[Start of Attachment]
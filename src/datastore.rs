//! Reading and writing emoji datastore files (top-level JSON arrays of objects).

use std::fs;
use std::io;
use std::path::{Path, PathBuf};

use serde_json::{Map, Value};
use thiserror::Error;

/// One emoji entry as it appears in a datastore file.
pub type Record = Map<String, Value>;

#[derive(Debug, Error)]
pub enum DatastoreError {
    #[error("Input paths not found. en: {}, zh: {}", en.display(), zh.display())]
    MissingInput { en: PathBuf, zh: PathBuf },

    #[error("reading {}", path.display())]
    Read {
        path: PathBuf,
        #[source]
        source: io::Error,
    },

    #[error("{} is not a valid emoji datastore: {reason}", path.display())]
    MalformedInput { path: PathBuf, reason: String },

    #[error("serialising merged datastore")]
    Serialize(#[source] serde_json::Error),

    #[error("writing {}", path.display())]
    Write {
        path: PathBuf,
        #[source]
        source: io::Error,
    },
}

impl DatastoreError {
    /// Process exit status for this failure.
    pub fn exit_code(&self) -> i32 {
        match self {
            Self::MissingInput { .. } => 2,
            _ => 1,
        }
    }
}

// Both inputs are checked up front so the error can name the pair.
pub fn ensure_inputs_exist(en: &Path, zh: &Path) -> Result<(), DatastoreError> {
    if en.exists() && zh.exists() {
        return Ok(());
    }
    Err(DatastoreError::MissingInput {
        en: en.to_path_buf(),
        zh: zh.to_path_buf(),
    })
}

pub fn load_json_array(path: &Path) -> Result<Vec<Record>, DatastoreError> {
    let raw = fs::read_to_string(path).map_err(|source| DatastoreError::Read {
        path: path.to_path_buf(),
        source,
    })?;
    let malformed = |reason: String| DatastoreError::MalformedInput {
        path: path.to_path_buf(),
        reason,
    };

    let json: Value = serde_json::from_str(&raw).map_err(|e| malformed(e.to_string()))?;
    let items = match json {
        Value::Array(arr) => arr,
        other => return Err(malformed(format!("expected a JSON array, found {}", kind(&other)))),
    };

    items
        .into_iter()
        .enumerate()
        .map(|(idx, item)| match item {
            Value::Object(obj) => Ok(obj),
            other => Err(malformed(format!(
                "element {idx} is {}, expected an object",
                kind(&other)
            ))),
        })
        .collect()
}

/// Serialises `records` completely before touching the filesystem, so a failed run
/// never leaves a truncated output behind.
pub fn write_json_array(path: &Path, records: &[Record], minify: bool) -> Result<(), DatastoreError> {
    let bytes = if minify {
        serde_json::to_vec(records)
    } else {
        serde_json::to_vec_pretty(records)
    }
    .map_err(DatastoreError::Serialize)?;

    let write_err = |source: io::Error| DatastoreError::Write {
        path: path.to_path_buf(),
        source,
    };
    if let Some(parent) = path.parent().filter(|p| !p.as_os_str().is_empty()) {
        fs::create_dir_all(parent).map_err(write_err)?;
    }
    fs::write(path, bytes).map_err(write_err)
}

fn kind(v: &Value) -> &'static str {
    match v {
        Value::Null => "null",
        Value::Bool(_) => "a boolean",
        Value::Number(_) => "a number",
        Value::String(_) => "a string",
        Value::Array(_) => "an array",
        Value::Object(_) => "an object",
    }
}

#[cfg(test)]
mod tests {
    use super::*;
    use serde_json::json;
    use tempfile::TempDir;

    fn write_file(dir: &TempDir, name: &str, content: &str) -> PathBuf {
        let path = dir.path().join(name);
        fs::write(&path, content).unwrap();
        path
    }

    #[test]
    fn test_load_array_of_objects() {
        let dir = TempDir::new().unwrap();
        let path = write_file(&dir, "en.json", r#"[{"emoji":"😀","order":1},{"emoji":"😺"}]"#);

        let records = load_json_array(&path).unwrap();
        assert_eq!(records.len(), 2);
        assert_eq!(records[0]["emoji"], json!("😀"));
        assert_eq!(records[1].get("order"), None);
    }

    #[test]
    fn test_load_rejects_invalid_json() {
        let dir = TempDir::new().unwrap();
        let path = write_file(&dir, "en.json", r#"[{"emoji":"😀""#);

        let err = load_json_array(&path).unwrap_err();
        assert!(matches!(err, DatastoreError::MalformedInput { .. }));
        assert_eq!(err.exit_code(), 1);
    }

    #[test]
    fn test_load_rejects_top_level_object() {
        let dir = TempDir::new().unwrap();
        let path = write_file(&dir, "zh.json", r#"{"emoji":"😀"}"#);

        let err = load_json_array(&path).unwrap_err();
        assert!(err.to_string().contains("expected a JSON array, found an object"));
    }

    #[test]
    fn test_load_rejects_non_object_element() {
        let dir = TempDir::new().unwrap();
        let path = write_file(&dir, "zh.json", r#"[{"emoji":"😀"}, "😺"]"#);

        let err = load_json_array(&path).unwrap_err();
        assert!(matches!(err, DatastoreError::MalformedInput { .. }));
        assert!(err.to_string().contains("element 1 is a string"));
    }

    #[test]
    fn test_missing_input_names_both_paths() {
        let dir = TempDir::new().unwrap();
        let en = write_file(&dir, "en.json", "[]");
        let zh = dir.path().join("zh.json");

        let err = ensure_inputs_exist(&en, &zh).unwrap_err();
        assert_eq!(err.exit_code(), 2);
        let msg = err.to_string();
        assert!(msg.contains(&en.display().to_string()));
        assert!(msg.contains(&zh.display().to_string()));

        assert!(ensure_inputs_exist(&en, &en).is_ok());
    }

    #[test]
    fn test_write_creates_parent_dirs_and_keeps_unicode() {
        let dir = TempDir::new().unwrap();
        let out = dir.path().join("nested/assets/emoji_merged.json");
        let records = vec![json!({"emoji": "😀", "annotation": "grin 笑"})
            .as_object()
            .cloned()
            .unwrap()];

        write_json_array(&out, &records, true).unwrap();

        let written = fs::read_to_string(&out).unwrap();
        assert_eq!(written, r#"[{"emoji":"😀","annotation":"grin 笑"}]"#);
    }

    #[test]
    fn test_write_pretty_uses_two_space_indent() {
        let dir = TempDir::new().unwrap();
        let out = dir.path().join("emoji_merged.json");
        let records = vec![json!({"emoji": "😺"}).as_object().cloned().unwrap()];

        write_json_array(&out, &records, false).unwrap();

        let written = fs::read_to_string(&out).unwrap();
        assert_eq!(written, "[\n  {\n    \"emoji\": \"😺\"\n  }\n]");
    }
}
[End of Attachment]
■ **Aim of the exercise**:
What is needed is each line of the entries that contains the word "expected".

■ **Response**:
        other => return Err(malformed(format!("expected a JSON array, found {}", kind(&other)))),
                "element {idx} is {}, expected an object",
        assert!(err.to_string().contains("expected a JSON array, found an object"));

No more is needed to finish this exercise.